ElAnt v1n6 - Grain for Athens. Notes on the Importance of the Hellespontine Route in Athenian Foreign Policy before the Peloponnesian War
'GRAIN FOR ATHENS':( 1 ) NOTES ON THE IMPORTANCE OF THE HELLESPONTINE ROUTE IN ATHENIAN FOREIGN POLICY BEFORE THE PELOPONNESIAN WAR
Antony G. Keen, Department of History, University of Manchester, Manchester, M13 9PL, United Kingdom. e-mail: agkeen@mh1.mcc.ac.ukIn the chapters entitled 'The Beginnings of Dependence' and 'Rulers of the Sea' in his work Famine and Food Supply in the Graeco-Roman World ,( 2 ) Peter Garnsey attacks the orthodox view of the importance of the Black Sea grain route to Athens before the Peloponnesian War.( 3 ) He attacks the commonly held view that Athens' activities in the Hellespont in the seventh and sixth centuries were motivated by a desire to protect the grain route.( 4 ) According to Garnsey, drawing on Noonan,( 5 ) archaeological evidence from the north coast of the Black Sea argues against any significant Greek contacts there before the end of the sixth century or the beginning of the fifth. Athenian activities in the Hellespontine region are put down to adventurism on the part of the Athenians.( 6 )

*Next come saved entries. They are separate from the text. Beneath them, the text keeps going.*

//! Way-point aware search over a [`Grid`].
//!
//! This module provides:
//! - [`StrategyId`] - Supported strategies (BFS, UCS, A*, DFS)
//! - [`Formulation`] - Two-phase restart or unified `(position, has_waypoint)` state
//! - [`SearchLimits`] / [`SearchRequest`] - Per-run options
//! - [`SearchResult`] - Outcome and statistics of one run
//! - [`run_search`] / [`run_search_with`] - Entry points
//!
//! # Strategy Pattern
//!
//! Each strategy is a [`SearchStrategy`] implementation that only chooses a
//! frontier container and an estimate function. The expansion loop, closed
//! set, budget checks and path reconstruction are shared.
//!
//! # Example
//!
//! ```
//! use gridsearch_lib::{run_search, Grid, StrategyId};
//!
//! let grid = Grid::parse("2 0 5\n0 1 0\n0 0 6\n")?;
//! let result = run_search(&grid, StrategyId::AStar);
//! assert!(result.solution_found());
//! assert_eq!(result.total_cost, 4);
//! # Ok::<(), gridsearch_lib::Error>(())
//! ```

mod engine;
mod heuristic;
mod planner;

pub use heuristic::estimate;
pub use planner::{
    select_strategy, AStarSearch, BreadthFirstSearch, DepthFirstSearch, SearchStrategy,
    UniformCostSearch,
};

use std::fmt;
use std::str::FromStr;
use std::time::Duration;

use serde::{Serialize, Serializer};
use tracing::debug;

use crate::error::{Error, Result};
use crate::grid::{Grid, Position};

/// Supported search strategies.
#[derive(Debug, Clone, Copy, PartialEq, Eq, Hash, Serialize, Default)]
#[serde(rename_all = "snake_case")]
pub enum StrategyId {
    /// Breadth-first search (unweighted, hop-optimal).
    Bfs,
    /// Uniform-cost search / Dijkstra (cost-optimal).
    Ucs,
    /// A* search with a Manhattan way-point estimate (cost-optimal).
    #[default]
    #[serde(rename = "a-star")]
    AStar,
    /// Depth-first search (neither hop- nor cost-optimal).
    Dfs,
}

impl StrategyId {
    /// Every strategy, in selector-code order.
    pub const ALL: [StrategyId; 4] = [
        StrategyId::Bfs,
        StrategyId::Ucs,
        StrategyId::Dfs,
        StrategyId::AStar,
    ];

    /// Resolve the integer selector used by grid front-ends:
    /// `1` BFS, `2` UCS, `3` DFS, `4` A*.
    pub fn from_code(code: i64) -> Result<Self> {
        match code {
            1 => Ok(StrategyId::Bfs),
            2 => Ok(StrategyId::Ucs),
            3 => Ok(StrategyId::Dfs),
            4 => Ok(StrategyId::AStar),
            other => Err(Error::UnknownStrategy {
                value: other.to_string(),
            }),
        }
    }

    /// `true` for strategies whose reported cost is the minimum possible.
    pub fn is_cost_optimal(self) -> bool {
        matches!(self, StrategyId::Ucs | StrategyId::AStar)
    }
}

impl fmt::Display for StrategyId {
    fn fmt(&self, f: &mut fmt::Formatter<'_>) -> fmt::Result {
        let value = match self {
            StrategyId::Bfs => "bfs",
            StrategyId::Ucs => "ucs",
            StrategyId::AStar => "a-star",
            StrategyId::Dfs => "dfs",
        };
        f.write_str(value)
    }
}

impl FromStr for StrategyId {
    type Err = Error;

    fn from_str(s: &str) -> Result<Self> {
        match s.trim().to_ascii_lowercase().as_str() {
            "bfs" | "breadth-first" => Ok(StrategyId::Bfs),
            "ucs" | "uniform-cost" | "dijkstra" => Ok(StrategyId::Ucs),
            "a-star" | "astar" | "a*" => Ok(StrategyId::AStar),
            "dfs" | "depth-first" => Ok(StrategyId::Dfs),
            other => match other.parse::<i64>() {
                Ok(code) => StrategyId::from_code(code),
                Err(_) => Err(Error::UnknownStrategy {
                    value: s.to_string(),
                }),
            },
        }
    }
}

/// How the "way-point, then goal" requirement is encoded.
#[derive(Debug, Clone, Copy, PartialEq, Eq, Hash, Serialize)]
#[serde(rename_all = "snake_case")]
pub enum Formulation {
    /// Search to the way-point, then restart from it towards the goal.
    Phased,
    /// Single search over `(position, has_waypoint)` states.
    Unified,
}

impl fmt::Display for Formulation {
    fn fmt(&self, f: &mut fmt::Formatter<'_>) -> fmt::Result {
        match self {
            Formulation::Phased => f.write_str("phased"),
            Formulation::Unified => f.write_str("unified"),
        }
    }
}

/// Optional bounds on a single run, checked before every expansion.
///
/// Reaching the goal never counts against the budget: a run that needs
/// exactly `max_expansions` expansions still reports `Found`.
#[derive(Debug, Clone, Copy, Default, PartialEq, Eq)]
pub struct SearchLimits {
    /// Expand at most this many nodes.
    pub max_expansions: Option<usize>,
    /// Stop once this much wall-clock time has elapsed.
    pub timeout: Option<Duration>,
}

impl SearchLimits {
    pub fn with_max_expansions(mut self, limit: usize) -> Self {
        self.max_expansions = Some(limit);
        self
    }

    pub fn with_timeout(mut self, timeout: Duration) -> Self {
        self.timeout = Some(timeout);
        self
    }
}

/// Full set of options for one run.
#[derive(Debug, Clone, Default, PartialEq, Eq)]
pub struct SearchRequest {
    pub strategy: StrategyId,
    /// Overrides the strategy's default formulation when set.
    pub formulation: Option<Formulation>,
    /// Overrides the grid's start cell when set.
    pub origin: Option<Position>,
    pub limits: SearchLimits,
}

impl SearchRequest {
    pub fn new(strategy: StrategyId) -> Self {
        Self {
            strategy,
            ..Self::default()
        }
    }

    pub fn with_formulation(mut self, formulation: Formulation) -> Self {
        self.formulation = Some(formulation);
        self
    }

    pub fn with_origin(mut self, origin: Position) -> Self {
        self.origin = Some(origin);
        self
    }

    pub fn with_limits(mut self, limits: SearchLimits) -> Self {
        self.limits = limits;
        self
    }
}

/// How a run ended.
#[derive(Debug, Clone, Copy, PartialEq, Eq, Hash, Serialize)]
#[serde(rename_all = "snake_case")]
pub enum SearchStatus {
    /// The goal was reached after visiting the way-point.
    Found,
    /// The frontier emptied first; the goal is unreachable.
    NoSolution,
    /// A [`SearchLimits`] bound stopped the run before it finished.
    BudgetExceeded,
}

impl fmt::Display for SearchStatus {
    fn fmt(&self, f: &mut fmt::Formatter<'_>) -> fmt::Result {
        match self {
            SearchStatus::Found => f.write_str("found"),
            SearchStatus::NoSolution => f.write_str("no solution"),
            SearchStatus::BudgetExceeded => f.write_str("budget exceeded"),
        }
    }
}

/// Outcome and statistics of one search run.
#[derive(Debug, Clone, PartialEq, Eq, Serialize)]
pub struct SearchResult {
    pub strategy: StrategyId,
    pub formulation: Formulation,
    pub status: SearchStatus,
    /// Positions from the origin to the goal; empty unless `Found`.
    pub path: Vec<Position>,
    /// Nodes popped from the frontier and expanded, over all legs.
    pub expanded_nodes: usize,
    /// Largest depth among popped nodes.
    pub max_depth: usize,
    /// Summed entry cost of every path cell after the origin.
    pub total_cost: u32,
    #[serde(rename = "elapsed_us", serialize_with = "serialize_micros")]
    pub elapsed: Duration,
}

impl SearchResult {
    pub fn solution_found(&self) -> bool {
        self.status == SearchStatus::Found
    }

    /// Number of moves in the path.
    pub fn hop_count(&self) -> usize {
        self.path.len().saturating_sub(1)
    }

    /// Index of the first path element standing on `waypoint`.
    pub fn waypoint_index(&self, waypoint: Position) -> Option<usize> {
        self.path.iter().position(|p| *p == waypoint)
    }

    /// Compare everything except the elapsed time.
    pub fn same_outcome(&self, other: &SearchResult) -> bool {
        self.strategy == other.strategy
            && self.formulation == other.formulation
            && self.status == other.status
            && self.path == other.path
            && self.expanded_nodes == other.expanded_nodes
            && self.max_depth == other.max_depth
            && self.total_cost == other.total_cost
    }
}

fn serialize_micros<S>(elapsed: &Duration, serializer: S) -> std::result::Result<S::Ok, S::Error>
where
    S: Serializer,
{
    serializer.serialize_u64(u64::try_from(elapsed.as_micros()).unwrap_or(u64::MAX))
}

/// Run `strategy` from the grid's start cell with default options.
pub fn run_search(grid: &Grid, strategy: StrategyId) -> SearchResult {
    let planner = select_strategy(strategy);
    planner.explore(
        grid,
        grid.start(),
        planner.default_formulation(),
        &SearchLimits::default(),
    )
}

/// Run a search with explicit options.
///
/// Fails only on input errors (an origin outside the grid or on a wall);
/// an unreachable goal is reported through [`SearchResult::status`].
pub fn run_search_with(grid: &Grid, request: &SearchRequest) -> Result<SearchResult> {
    let origin = request.origin.unwrap_or_else(|| grid.start());
    if !grid.is_passable(origin) {
        return Err(Error::InvalidOrigin { origin });
    }

    let planner = select_strategy(request.strategy);
    let formulation = request
        .formulation
        .unwrap_or_else(|| planner.default_formulation());
    debug!(
        strategy = %request.strategy,
        %formulation,
        %origin,
        "running search"
    );
    Ok(planner.explore(grid, origin, formulation, &request.limits))
}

This is a problematic explanation. For one thing, Noonan's case is partly based on the lack of imported Greek pottery;( 7 ) Garnsey himself elsewhere states that the presence of fine pottery is not an indication of grain trade,( 8 ) so presumably its absence cannot be relied upon as an indication of that trade's absence. Herodotos notes Skythian tribes who exported all of their grain, keeping none of it for themselves (Hdt. 4.17). Even allowing for Herodotean exaggeration there is likely to be a strong element of truth in this, and such a situation seems likely to be of more than a few decades' standing at the time Herodotos was writing. Nor was the northern coast the only source in the Black Sea for grain; some came from the southern coast.( 9 )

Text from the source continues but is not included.